Your Personal Meditation with God

George Muller, (1805 – 1898) who is famous for establishing orphanages in England, joyfully depended on God to meet all his needs and the needs of the thousands of children under his charge. In the text below, he lays out how he sustained a vital daily time with God. I have read nothing better:
It pleased the Lord to teach me a truth…I saw more clearly than ever, that the first great and primary business to which I ought to attend every day was, to have my soul happy in the Lord. The first thing to be concerned about was not, how much I might serve the Lord, how I might glorify the Lord; but how I might get my soul into a happy state, and how my inner man might be nourished…Before this time my practice had been, at least for ten years previously, as an habitual thing, to give myself to prayer…Now I saw, that the most important thing I had to do was to give myself to the reading of the Word of God and to meditation on it, that thus my heart might be comforted, encouraged, warned, reproved, instructed; and that thus, whilst meditating, my heart might be brought into experimental, communion with the Lord.

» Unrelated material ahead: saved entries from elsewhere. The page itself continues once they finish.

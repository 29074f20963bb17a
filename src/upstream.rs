use serde::de::DeserializeOwned;
use std::time::{Duration, Instant};
use tracing::{debug, info, warn};

use crate::cache::{ResponseCache, make_cache_key};
use crate::error::UpstreamError;
use crate::metrics::UPSTREAM_LATENCY;
use crate::models::{
    ChatMessage, ChatRequest, ChatResponse, ExecuteQueryRequest, ExecuteQueryResponse,
    QueryResults, QueryStatus, RankingAgent, RankingEnvelope, UpstreamErrorBody,
};

// Analytics queries are polled at most 30 times, 2s apart (about a minute)
const QUERY_POLL_INTERVAL: Duration = Duration::from_secs(2);
const QUERY_MAX_POLLS: u32 = 30;

const STATE_COMPLETED: &str = "QUERY_STATE_COMPLETED";
const STATE_FAILED: &str = "QUERY_STATE_FAILED";

// Client for the leaderboard API, the LLM and the analytics API
pub struct Upstream {
    client: reqwest::Client,
    ranking_url: String,
    llm_url: String,
    llm_model: String,
    llm_token: Option<String>,
    analytics_url: String,
    analytics_key: Option<String>,
    cache: ResponseCache,
}

impl Upstream {
    pub fn new(
        client: reqwest::Client,
        ranking_url: String,
        ranking_ttl: Duration,
        llm_url: String,
        llm_model: String,
        llm_token: Option<String>,
    ) -> Self {
        Self {
            client,
            ranking_url,
            llm_url,
            llm_model,
            llm_token: llm_token.filter(|t| !t.trim().is_empty()),
            analytics_url: String::new(),
            analytics_key: None,
            cache: ResponseCache::new(ranking_ttl),
        }
    }

    pub fn with_analytics(mut self, base_url: String, key: Option<String>) -> Self {
        self.analytics_url = base_url.trim_end_matches('/').to_string();
        self.analytics_key = key.filter(|k| !k.trim().is_empty());
        self
    }

    pub fn has_llm(&self) -> bool {
        self.llm_token.is_some()
    }

    pub fn has_analytics(&self) -> bool {
        self.analytics_key.is_some()
    }

    // Leaderboard rows, served from cache while fresh
    pub async fn fetch_ranking(&self) -> Result<Vec<RankingAgent>, UpstreamError> {
        let key = make_cache_key("ranking", &self.ranking_url);
        if let Some(cached) = self.cache.get(&key) {
            if let Ok(agents) = serde_json::from_str(&cached) {
                debug!("ranking cache hit");
                return Ok(agents);
            }
        }

        let start = Instant::now();
        let res = self.client.get(&self.ranking_url).send().await?;
        UPSTREAM_LATENCY.observe(start.elapsed().as_secs_f64());

        let status = res.status();
        if !status.is_success() {
            return Err(UpstreamError::Status {
                status: status.as_u16(),
                message: format!("ranking API returned {status}"),
            });
        }

        let agents = res.json::<RankingEnvelope>().await?.data.unwrap_or_default();
        if let Ok(json) = serde_json::to_string(&agents) {
            self.cache.insert(key, json);
        }
        info!(agents = agents.len(), "fetched ranking");
        Ok(agents)
    }

    // Single-turn chat completion; returns the first choice's text
    pub async fn complete(
        &self,
        system: &str,
        user: &str,
        max_tokens: u32,
    ) -> Result<String, UpstreamError> {
        let token = self.llm_token.as_deref().ok_or(UpstreamError::MissingToken)?;
        let body = ChatRequest {
            model: &self.llm_model,
            messages: vec![
                ChatMessage {
                    role: "system",
                    content: system,
                },
                ChatMessage {
                    role: "user",
                    content: user,
                },
            ],
            temperature: 0.7,
            max_tokens,
        };

        let start = Instant::now();
        let res = self
            .client
            .post(&self.llm_url)
            .bearer_auth(token)
            .json(&body)
            .send()
            .await?;
        UPSTREAM_LATENCY.observe(start.elapsed().as_secs_f64());

        let status = res.status();
        if !status.is_success() {
            let message = res
                .json::<UpstreamErrorBody>()
                .await
                .ok()
                .and_then(|b| b.error)
                .and_then(|e| e.message)
                .unwrap_or_else(|| format!("LLM API error ({status})"));
            return Err(UpstreamError::Status {
                status: status.as_u16(),
                message,
            });
        }

        let completion = res.json::<ChatResponse>().await?;
        Ok(completion
            .choices
            .into_iter()
            .next()
            .and_then(|c| c.message.content)
            .unwrap_or_default())
    }

    // Execute `sql`, poll until it finishes, then fetch its rows
    pub async fn run_query<T: DeserializeOwned>(&self, sql: &str) -> Result<Vec<T>, UpstreamError> {
        let key = self
            .analytics_key
            .as_deref()
            .ok_or(UpstreamError::MissingAnalyticsKey)?;
        let start = Instant::now();

        let res = self
            .client
            .post(format!("{}/sql/execute", self.analytics_url))
            .header("X-DUNE-API-KEY", key)
            .json(&ExecuteQueryRequest { query_sql: sql })
            .send()
            .await?;
        let status = res.status();
        let body = res.json::<ExecuteQueryResponse>().await?;
        if !status.is_success() {
            return Err(UpstreamError::Status {
                status: status.as_u16(),
                message: error_text(body.error.as_ref())
                    .unwrap_or_else(|| format!("analytics execute failed ({status})")),
            });
        }
        let execution_id = body
            .execution_id
            .ok_or_else(|| UpstreamError::QueryFailed("no execution_id".to_string()))?;
        debug!(%execution_id, "analytics query submitted");

        for _ in 0..QUERY_MAX_POLLS {
            tokio::time::sleep(QUERY_POLL_INTERVAL).await;

            let status = self
                .client
                .get(format!("{}/execution/{execution_id}/status", self.analytics_url))
                .header("X-DUNE-API-KEY", key)
                .send()
                .await?
                .json::<QueryStatus>()
                .await?;

            let state = status.state.as_deref();
            if state == Some(STATE_COMPLETED) || status.is_execution_finished == Some(true) {
                let results = self
                    .client
                    .get(format!("{}/execution/{execution_id}/results", self.analytics_url))
                    .header("X-DUNE-API-KEY", key)
                    .send()
                    .await?
                    .json::<QueryResults<T>>()
                    .await?;
                UPSTREAM_LATENCY.observe(start.elapsed().as_secs_f64());
                return Ok(results.result.map(|r| r.rows).unwrap_or_default());
            }
            if state == Some(STATE_FAILED) || status.error.is_some() {
                return Err(UpstreamError::QueryFailed(
                    error_text(status.error.as_ref()).unwrap_or_else(|| "query failed".to_string()),
                ));
            }
        }

        warn!(%execution_id, "analytics query did not finish in time");
        Err(UpstreamError::QueryTimeout)
    }
}

// Error payloads come as either a string or {"message": ...}
fn error_text(error: Option<&serde_json::Value>) -> Option<String> {
    let error = error?;
    error
        .as_str()
        .or_else(|| error.get("message").and_then(|m| m.as_str()))
        .map(str::to_string)
        .or_else(|| (!error.is_null()).then(|| error.to_string()))
}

I began therefore, to meditate on the New Testament, from the beginning , early in the morning…
The first thing I did, after having asked in a few words the Lord’s blessing upon His precious Word, was to begin to meditate on the Word of God; searching, as it were, into every verse, to get blessing out of it; not for the sake of the public ministry of the Word; not for the sake or preaching on what I had meditated upon; but for the sake of obtaining food for my own soul. The result I have found to be almost invariably this, that after a very few minutes my soul has been led to confession, or to thanksgiving, or to intercession or to supplication; so that I did not, as it were, give myself to prayer, but to meditation, yet it turned almost immediately more or less into prayer. When thus I have been for awhile making confession, or intercession, or supplication, or have given thanks, I go on to the next words or verse, turning all, as I go on, into prayer for myself or others, as the Word may lead to it; but still continually keeping before me, that food for my own soul is the object of my meditation. The result of this is, that there is always a good deal of confession, thanksgiving, supplication, or intercession mingled with my meditation, and that my inner man almost invariably is even sensibly nourished and strengthened and that by breakfast time with rare exceptions, I am in a peaceful if not happy state of heart. Thus also the Lord is pleased to communicate unto me that which, very soon after, I have found to become food for other believers…

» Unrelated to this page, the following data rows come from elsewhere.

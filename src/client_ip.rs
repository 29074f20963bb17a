use axum::http::HeaderMap;

// Shared bucket for callers we can't trace
pub const UNKNOWN_CLIENT: &str = "unknown";

// Best-effort client identifier from proxy headers.
// Precedence: x-forwarded-for (first hop) -> x-real-ip -> cf-connecting-ip -> "unknown"
pub fn client_ip(headers: &HeaderMap) -> String {
    let forwarded = header_str(headers, "x-forwarded-for")
        .and_then(|v| v.split(',').next())
        .map(str::trim);

    forwarded
        .filter(|ip| !ip.is_empty())
        .or_else(|| header_str(headers, "x-real-ip"))
        .or_else(|| header_str(headers, "cf-connecting-ip"))
        .unwrap_or(UNKNOWN_CLIENT)
        .to_string()
}

pub(crate) fn header_str<'a>(headers: &'a HeaderMap, name: &str) -> Option<&'a str> {
    headers
        .get(name)
        .and_then(|v| v.to_str().ok())
        .map(str::trim)
        .filter(|v| !v.is_empty())
}
use axum::Json;
use axum::http::StatusCode;
use axum::response::{IntoResponse, Response};
use std::path::PathBuf;
use thiserror::Error;
use tracing::error;

#[derive(Debug, Error)]
pub enum ConfigError {
    #[error("failed to read guard config {path}: {source}")]
    Read {
        path: PathBuf,
        source: std::io::Error,
    },
    #[error("failed to parse guard config {path}: {source}")]
    Parse {
        path: PathBuf,
        source: serde_json::Error,
    },
    #[error("invalid guard config: {0}")]
    Invalid(String),
}

#[derive(Debug, Error)]
pub enum UpstreamError {
    #[error("upstream request failed: {0}")]
    Request(#[from] reqwest::Error),
    #[error("LLM auth token is not configured")]
    MissingToken,
    #[error("analytics API key is not configured")]
    MissingAnalyticsKey,
    #[error("upstream returned {status}: {message}")]
    Status { status: u16, message: String },
    #[error("analytics query failed: {0}")]
    QueryFailed(String),
    #[error("analytics query timed out")]
    QueryTimeout,
}

// Handler failures (admission rejections are not errors, see guard.rs)
#[derive(Debug, Error)]
pub enum AppError {
    #[error("{0}")]
    BadRequest(String),
    #[error("{0}")]
    NotConfigured(&'static str),
    #[error("{0}")]
    NoData(&'static str),
    #[error(transparent)]
    Upstream(#[from] UpstreamError),
}

impl AppError {
    pub fn status(&self) -> StatusCode {
        match self {
            AppError::BadRequest(_) => StatusCode::BAD_REQUEST,
            AppError::NotConfigured(_) | AppError::NoData(_) => StatusCode::INTERNAL_SERVER_ERROR,
            AppError::Upstream(UpstreamError::Status { .. }) => StatusCode::BAD_GATEWAY,
            AppError::Upstream(
                UpstreamError::Request(_)
                | UpstreamError::MissingToken
                | UpstreamError::MissingAnalyticsKey
                | UpstreamError::QueryFailed(_)
                | UpstreamError::QueryTimeout,
            ) => StatusCode::INTERNAL_SERVER_ERROR,
        }
    }
}

impl IntoResponse for AppError {
    fn into_response(self) -> Response {
        let status = self.status();
        if status.is_server_error() {
            error!(error = %self, "request failed");
        }
        (status, Json(serde_json::json!({ "error": self.to_string() }))).into_response()
    }
}
use axum::Json;
use axum::extract::State;
use std::sync::Arc;

use crate::error::AppError;
use crate::metrics::REQUEST_TOTAL;
use crate::models::RankingAgent;
use crate::state::AppState;

// Unguarded: the leaderboard itself is cheap and cached
pub async fn ranking_handler(
    State(state): State<Arc<AppState>>,
) -> Result<Json<Vec<RankingAgent>>, AppError> {
    REQUEST_TOTAL.with_label_values(&["ranking"]).inc();
    let agents = state.upstream.fetch_ranking().await?;
    Ok(Json(agents))
}
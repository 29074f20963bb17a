use axum::Json;
use axum::extract::State;
use axum::http::HeaderMap;
use axum::response::{IntoResponse, Response};
use std::sync::Arc;

use super::admit;
use crate::error::AppError;
use crate::gap_score::{GapReport, compute};
use crate::metrics::REQUEST_TOTAL;
use crate::state::AppState;

const ENDPOINT: &str = "gap-score";

pub async fn gap_score_handler(
    State(state): State<Arc<AppState>>,
    headers: HeaderMap,
) -> Result<Response, Response> {
    REQUEST_TOTAL.with_label_values(&[ENDPOINT]).inc();
    admit(&state, &headers, ENDPOINT, None)?;

    let report = gap_report(&state)
        .await
        .map_err(IntoResponse::into_response)?;
    Ok(state.guard.secure_headers(Json(report), ENDPOINT))
}

async fn gap_report(state: &AppState) -> Result<GapReport, AppError> {
    let agents = state.upstream.fetch_ranking().await?;
    compute(&agents).ok_or(AppError::NoData("no ranking data available"))
}
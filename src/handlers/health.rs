use axum::Json;
use axum::response::IntoResponse;

pub async fn health_handler() -> impl IntoResponse {
    Json(serde_json::json!({
        "status": "healthy",
        "timestamp": chrono::Utc::now().to_rfc3339()
    }))
}
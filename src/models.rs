use serde::{Deserialize, Serialize};

// One agent row from the leaderboard ranking API
#[derive(Deserialize, Serialize, Clone, Debug, Default)]
#[serde(rename_all = "camelCase", default)]
pub struct RankingAgent {
    pub agent_id: serde_json::Value,
    pub agent_name: String,
    pub rank: Option<u32>,
    pub total_revenue: Option<f64>,
    pub success_rate: Option<f64>,
    pub successful_job_count: Option<u64>,
    pub unique_buyer_count: Option<u64>,
    pub rating: Option<f64>,
    pub category: Option<String>,
    pub role: Option<String>,
    pub prize_pool_percentage: Option<f64>,
    pub has_graduated: Option<bool>,
    pub token_address: Option<String>,
    pub profile_pic: Option<String>,
    pub twitter_handle: Option<String>,
}

// Upstream envelope: {"data": [...]}
#[derive(Deserialize)]
pub struct RankingEnvelope {
    #[serde(default)]
    pub data: Option<Vec<RankingAgent>>,
}

#[derive(Deserialize, Serialize, Clone, Copy, Debug, PartialEq, Eq)]
#[serde(rename_all = "lowercase")]
pub enum InsightKind {
    Ecosystem,
    Gap,
    Idea,
}

#[derive(Deserialize)]
pub struct AnalyzeRequest {
    #[serde(rename = "type")]
    pub kind: String,
}

#[derive(Serialize)]
pub struct AnalyzeResponse {
    pub result: String,
    #[serde(rename = "type")]
    pub kind: InsightKind,
}

#[derive(Deserialize)]
pub struct TranslateRequest {
    #[serde(default)]
    pub text: Option<String>,
}

#[derive(Serialize, Deserialize)]
pub struct TranslateResponse {
    pub result: String,
}

// OpenAI-style chat completion request
#[derive(Serialize)]
pub struct ChatRequest<'a> {
    pub model: &'a str,
    pub messages: Vec<ChatMessage<'a>>,
    pub temperature: f32,
    pub max_tokens: u32,
}

#[derive(Serialize)]
pub struct ChatMessage<'a> {
    pub role: &'a str,
    pub content: &'a str,
}

#[derive(Deserialize, Default)]
pub struct ChatResponse {
    #[serde(default)]
    pub choices: Vec<ChatChoice>,
}

#[derive(Deserialize)]
pub struct ChatChoice {
    pub message: ChatChoiceMessage,
}

#[derive(Deserialize)]
pub struct ChatChoiceMessage {
    #[serde(default)]
    pub content: Option<String>,
}

// {"error": {"message": "..."}} as returned by OpenAI-compatible APIs
#[derive(Deserialize)]
pub struct UpstreamErrorBody {
    pub error: Option<UpstreamErrorDetail>,
}

#[derive(Deserialize)]
pub struct UpstreamErrorDetail {
    pub message: Option<String>,
}

// Analytics (Dune) query execution wire types
#[derive(Serialize)]
pub struct ExecuteQueryRequest<'a> {
    pub query_sql: &'a str,
}

#[derive(Deserialize)]
pub struct ExecuteQueryResponse {
    #[serde(default)]
    pub execution_id: Option<String>,
    #[serde(default)]
    pub error: Option<serde_json::Value>,
}

#[derive(Deserialize)]
pub struct QueryStatus {
    #[serde(default)]
    pub state: Option<String>,
    #[serde(default)]
    pub is_execution_finished: Option<bool>,
    #[serde(default)]
    pub error: Option<serde_json::Value>,
}

#[derive(Deserialize)]
#[serde(bound(deserialize = "T: Deserialize<'de>"))]
pub struct QueryResults<T> {
    #[serde(default)]
    pub result: Option<QueryRows<T>>,
}

#[derive(Deserialize)]
pub struct QueryRows<T> {
    #[serde(default = "Vec::new")]
    pub rows: Vec<T>,
}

The difference between my former practiced and my present one is this. Formerly, when I rose, I began to pray as soon as possible, and generally spent all my time till breakfast in prayer, or almost all the time…but what was the result? I often spent a quarter of an hour, or half an hour, or even an hour on my knees, before being conscious to myself of having derived comfort, encouragement, humbling of soul, etc.; and often after having suffered much wandering of mind for the first ten minutes, or a quarter of an hour, or even half an hour, I only then began really to pray. Now what is the food for the inner man: not prayer, but the Word of God: and here again not the simple reading of the Word of God, so that it only passes through our minds, just as water runs through a pipe, but considering what we read, pondering over it, and applying it to our hearts…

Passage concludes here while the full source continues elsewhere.